November 26, 2021 at 1:00 PM to 2:00 PM

Location:Location TBA
Cost:Free

On Friday, November 26th, the MCGSS Colloquium Series welcomes our distinguished guest, Dr. Kyle Devine, who will give a presentation titled “Decomposed: Political Ecologies of Music: Past, Present, Future” (Friday, November 26th, 1:00-2:00 pm).  Our poster is attached, and both the Zoom-link and Dr. Devine’s biographical blurb are copied below.  We hope to see some of you there!

Decomposed:
Political Ecologies of Music: Past, Present, Future

Dr. Kyle Devine

Associate Professor and Head of Research,
Department of Musicology, University of Oslo, Norway

Friday, November 26th, 1:00 pm
Zoom Link: https://carleton-ca.zoom.us/j/94112739123

Dr. Kyle Devine is an Associate Professor in the Department of Musicology at the University of Oslo, Norway.  In 2012, after completing his PhD at Carleton University (ICSLAC), he subsequently worked as a Postdoc Fellow with the Music and Digitization Research Group at the University of Oxford (where he taught at Worcester College), and taught at City University London, where he was a Visiting Assistant Professor.

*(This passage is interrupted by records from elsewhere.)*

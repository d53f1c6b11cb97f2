//! Statement parsing implementation
//!
//! This module handles parsing of all C-minus statement types:
//!
//! - Compound statements: `{ local declarations, statements }`
//! - Control flow: `if`/`else`, `while`
//! - `return` with or without a value
//! - Expression statements, including the empty statement `;`
//!
//! # Grammar
//!
//! ```text
//! compound_stmt      ::= "{" local_declarations statement_list "}"
//! local_declarations ::= var_declaration local_declarations | ε
//! statement_list     ::= statement statement_list | ε
//! statement          ::= expression_stmt | compound_stmt | selection_stmt
//!                      | iteration_stmt | return_stmt
//! selection_stmt     ::= "if" "(" expression ")" statement [ "else" statement ]
//! iteration_stmt     ::= "while" "(" expression ")" statement
//! return_stmt        ::= "return" [ expression ] ";"
//! expression_stmt    ::= [ expression ] ";"
//! ```
//!
//! An `else` always binds to the nearest `if`: `selection_stmt` takes it as
//! soon as its first branch is done.
//!
//! All parsing methods are implemented as `pub(crate)` methods on the [`Parser`] struct.

use crate::parser::ast::{Rule, SyntaxNode};
use crate::parser::lexer::TokenKind;
use crate::parser::parse::{Mode, Parser, RuleResult};

impl Parser<'_> {
    pub(crate) fn compound_stmt(&mut self, mode: Mode) -> RuleResult {
        let start = self.position();
        let rule = Rule::CompoundStmt;

        let Some(lc) = self.expect(TokenKind::Lc, mode, rule)? else {
            return self.rewind(start, rule);
        };
        let Some(locals) = self.local_declarations(mode)? else {
            return self.rewind(start, rule);
        };
        let Some(statements) = self.statement_list(mode)? else {
            return self.rewind(start, rule);
        };
        let Some(rc) = self.expect(TokenKind::Rc, mode, rule)? else {
            return self.rewind(start, rule);
        };

        Ok(Some(SyntaxNode::node(rule, vec![lc, locals, statements, rc])))
    }

    /// Variable declarations are tried speculatively; the first miss ends
    /// the list. Never absent.
    pub(crate) fn local_declarations(&mut self, _mode: Mode) -> RuleResult {
        let mut declarations = Vec::new();
        while let Some(declaration) = self.var_declaration(Mode::Try)? {
            declarations.push(declaration);
        }
        Ok(Some(self.nest_right(Rule::LocalDeclarations, declarations, self.line())))
    }

    /// The first statement is only optional when the block is already at
    /// its closing `}`; after it, statements are tried speculatively.
    pub(crate) fn statement_list(&mut self, mode: Mode) -> RuleResult {
        let start = self.position();
        let first_mode = if self.check(TokenKind::Rc) { Mode::Try } else { mode };

        let Some(first) = self.statement(first_mode)? else {
            if self.check(TokenKind::Rc) {
                return Ok(Some(SyntaxNode::empty(Rule::StatementList, self.line())));
            }
            return self.rewind(start, Rule::StatementList);
        };

        let mut statements = vec![first];
        while let Some(statement) = self.statement(Mode::Try)? {
            statements.push(statement);
        }
        Ok(Some(self.nest_right(Rule::StatementList, statements, self.line())))
    }

    pub(crate) fn statement(&mut self, mode: Mode) -> RuleResult {
        self.nested(Rule::Statement, |p| p.statement_kind(mode))
    }

    /// Dispatch on the leading keyword; anything else is an expression statement.
    fn statement_kind(&mut self, mode: Mode) -> RuleResult {
        let inner = match self.peek().kind {
            TokenKind::Return => self.return_stmt(mode)?,
            TokenKind::While => self.iteration_stmt(mode)?,
            TokenKind::Lc => self.compound_stmt(mode)?,
            TokenKind::If => self.selection_stmt(mode)?,
            _ => self.expression_stmt(mode)?,
        };

        Ok(inner.map(|inner| SyntaxNode::node(Rule::Statement, vec![inner])))
    }

    pub(crate) fn expression_stmt(&mut self, mode: Mode) -> RuleResult {
        let start = self.position();
        let rule = Rule::ExpressionStmt;

        if self.check(TokenKind::Semi) {
            let semi = self.advance();
            return Ok(Some(SyntaxNode::node(rule, vec![semi])));
        }

        let Some(expression) = self.expression(mode)? else {
            return self.rewind(start, rule);
        };
        let Some(semi) = self.expect(TokenKind::Semi, mode, rule)? else {
            return self.rewind(start, rule);
        };
        Ok(Some(SyntaxNode::node(rule, vec![expression, semi])))
    }

    pub(crate) fn selection_stmt(&mut self, mode: Mode) -> RuleResult {
        let start = self.position();
        let rule = Rule::SelectionStmt;

        let Some(if_kw) = self.expect(TokenKind::If, mode, rule)? else {
            return self.rewind(start, rule);
        };
        let Some(lp) = self.expect(TokenKind::Lp, mode, rule)? else {
            return self.rewind(start, rule);
        };
        let Some(condition) = self.expression(mode)? else {
            return self.rewind(start, rule);
        };
        let Some(rp) = self.expect(TokenKind::Rp, mode, rule)? else {
            return self.rewind(start, rule);
        };
        let Some(then_branch) = self.statement(mode)? else {
            return self.rewind(start, rule);
        };

        if !self.check(TokenKind::Else) {
            return Ok(Some(SyntaxNode::node(
                rule,
                vec![if_kw, lp, condition, rp, then_branch],
            )));
        }

        let else_kw = self.advance();
        let Some(else_branch) = self.statement(mode)? else {
            return self.rewind(start, rule);
        };
        Ok(Some(SyntaxNode::node(
            rule,
            vec![if_kw, lp, condition, rp, then_branch, else_kw, else_branch],
        )))
    }

    pub(crate) fn iteration_stmt(&mut self, mode: Mode) -> RuleResult {
        let start = self.position();
        let rule = Rule::IterationStmt;

        let Some(while_kw) = self.expect(TokenKind::While, mode, rule)? else {
            return self.rewind(start, rule);
        };
        let Some(lp) = self.expect(TokenKind::Lp, mode, rule)? else {
            return self.rewind(start, rule);
        };
        let Some(condition) = self.expression(mode)? else {
            return self.rewind(start, rule);
        };
        let Some(rp) = self.expect(TokenKind::Rp, mode, rule)? else {
            return self.rewind(start, rule);
        };
        let Some(body) = self.statement(mode)? else {
            return self.rewind(start, rule);
        };

        Ok(Some(SyntaxNode::node(rule, vec![while_kw, lp, condition, rp, body])))
    }

    pub(crate) fn return_stmt(&mut self, mode: Mode) -> RuleResult {
        let start = self.position();
        let rule = Rule::ReturnStmt;

        let Some(return_kw) = self.expect(TokenKind::Return, mode, rule)? else {
            return self.rewind(start, rule);
        };

        if self.check(TokenKind::Semi) {
            let semi = self.advance();
            return Ok(Some(SyntaxNode::node(rule, vec![return_kw, semi])));
        }

        let Some(value) = self.expression(mode)? else {
            return self.rewind(start, rule);
        };
        let Some(semi) = self.expect(TokenKind::Semi, mode, rule)? else {
            return self.rewind(start, rule);
        };
        Ok(Some(SyntaxNode::node(rule, vec![return_kw, value, semi])))
    }
}

#[cfg(test)]
mod tests {
    use crate::parser::ast::{Rule, SyntaxNode};
    use crate::parser::lexer::tokenize;
    use crate::parser::parse::{Mode, Parser};
    use crate::parser::stream::Cursor;

    fn statement(source: &str) -> SyntaxNode {
        let stream = tokenize(source).unwrap();
        let mut parser = Parser::new(&stream);
        let node = parser.parse_rule(Rule::Statement, Mode::Commit).unwrap().unwrap();
        assert_eq!(parser.position(), stream.end(), "statement should consume {source:?}");
        node
    }

    #[test]
    fn test_empty_block() {
        let block = statement("{ }").child(0).unwrap().clone();

        assert!(block.is(Rule::CompoundStmt));
        assert_eq!(block.children().len(), 4);
        assert!(block.child(1).unwrap().children().is_empty());
        assert!(block.child(2).unwrap().children().is_empty());
    }

    #[test]
    fn test_block_with_locals_and_statements() {
        let block = statement("{ int x; int y[3]; x = 1; ; return x; }");
        let compound = block.child(0).unwrap();

        let locals = compound.child(1).unwrap();
        assert_eq!(locals.children().len(), 2);
        assert_eq!(locals.child(1).unwrap().children().len(), 1);

        let statements = compound.child(2).unwrap();
        assert_eq!(statements.children().len(), 2);
        let rest = statements.child(1).unwrap();
        assert_eq!(rest.children().len(), 2);
        let last = rest.child(1).unwrap();
        assert_eq!(last.children().len(), 1);
        assert!(last.child(0).unwrap().child(0).unwrap().is(Rule::ReturnStmt));
    }

    #[test]
    fn test_if_else() {
        let stmt = statement("if (x) return; else return 1;");
        let selection = stmt.child(0).unwrap();

        assert!(selection.is(Rule::SelectionStmt));
        assert_eq!(selection.children().len(), 7);
    }

    #[test]
    fn test_dangling_else_binds_inner() {
        let stmt = statement("if (x) if (y) return; else return;");
        let outer = stmt.child(0).unwrap();
        assert_eq!(outer.children().len(), 5);

        let inner = outer.child(4).unwrap().child(0).unwrap();
        assert!(inner.is(Rule::SelectionStmt));
        assert_eq!(inner.children().len(), 7);
    }

    #[test]
    fn test_while() {
        let stmt = statement("while (i < 10) i = i + 1;");
        let iteration = stmt.child(0).unwrap();

        assert!(iteration.is(Rule::IterationStmt));
        assert_eq!(iteration.children().len(), 5);
    }

    #[test]
    fn test_return_forms() {
        assert_eq!(statement("return;").child(0).unwrap().children().len(), 2);
        assert_eq!(statement("return a[1];").child(0).unwrap().children().len(), 3);
    }

    #[test]
    fn test_empty_statement() {
        let stmt = statement(";");
        assert_eq!(stmt.child(0).unwrap().children().len(), 1);
    }

    #[test]
    fn test_failed_statement_rewinds() {
        let stream = tokenize("if (x) y = ;").unwrap();
        let mut parser = Parser::new(&stream);

        let result = parser.parse_rule(Rule::Statement, Mode::Try).unwrap();
        assert!(result.is_none());
        assert_eq!(parser.position(), Cursor::new(0));
    }

    #[test]
    fn test_statement_errors() {
        let cases = [
            (
                "int main(void) { if x) ; }",
                "Syntax error at line 1 (expected LP in selection_stmt)",
            ),
            (
                "int main(void) { while (x ; }",
                "Syntax error at line 1 (expected RP in iteration_stmt)",
            ),
            (
                "int main(void) {\nx = 1\n}",
                "Syntax error at line 3 (expected SEMI in expression_stmt)",
            ),
            (
                "int main(void) { x = 1; y = ; }",
                "Syntax error at line 1 (expected RC in compound_stmt)",
            ),
            ("int main(void) { x = 1;", "Syntax error at line 1 (expected RC in compound_stmt)"),
        ];

        for (source, message) in cases {
            let stream = tokenize(source).unwrap();
            let mut parser = Parser::new(&stream);
            let err = parser.parse_program().unwrap_err();
            assert_eq!(err.to_string(), message, "source: {source:?}");
        }
    }

    #[test]
    fn test_nested_blocks_are_bounded() {
        let stream = tokenize("{ { { ; } } }").unwrap();

        let mut parser = Parser::new(&stream).with_max_depth(3);
        let err = parser.parse_rule(Rule::Statement, Mode::Commit).unwrap_err();
        assert_eq!(err.to_string(), "Syntax error at line 1 (nesting too deep in statement)");

        let mut parser = Parser::new(&stream).with_max_depth(4);
        assert!(parser.parse_rule(Rule::Statement, Mode::Commit).unwrap().is_some());
        assert_eq!(parser.position(), stream.end());
    }
}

The following are excerpted from reviews of Dr. Devine’s Decomposed: The Political Ecology of Music (Cambridge, MA: MIT Press, 2019), Winner of the IASPM Canada Book Prize (2020):

“Did you know that the CO2 equivalents generated by consumption of recorded music have not declined in the era of music streaming―supposedly an era of music dematerialized, rendered virtual―but instead have as much as doubled? Kyle Devine knows, and in Decomposed he teaches us about such things with intelligence, humaneness, and passion. His book is at once a history of materialities of recording, from lac beetle resins in the 1920s to today’s energy-sump server farms, and a manifesto for ecological scrutiny of our musical behaviors.”

―Gary Tomlinson, John Hay Whitney Professor of Music & Humanities, Yale University

“Decomposed is a superbly lucid study that places recording in the broad human history of industrialization, globalization, resource extraction, labor exploitation, and ecological damage, debunking ideas of music’s inherent goodness or intangibility. An immensely rigorous and compelling study, an absolute must-read, this book paves the way for a new ethics of music consumption.”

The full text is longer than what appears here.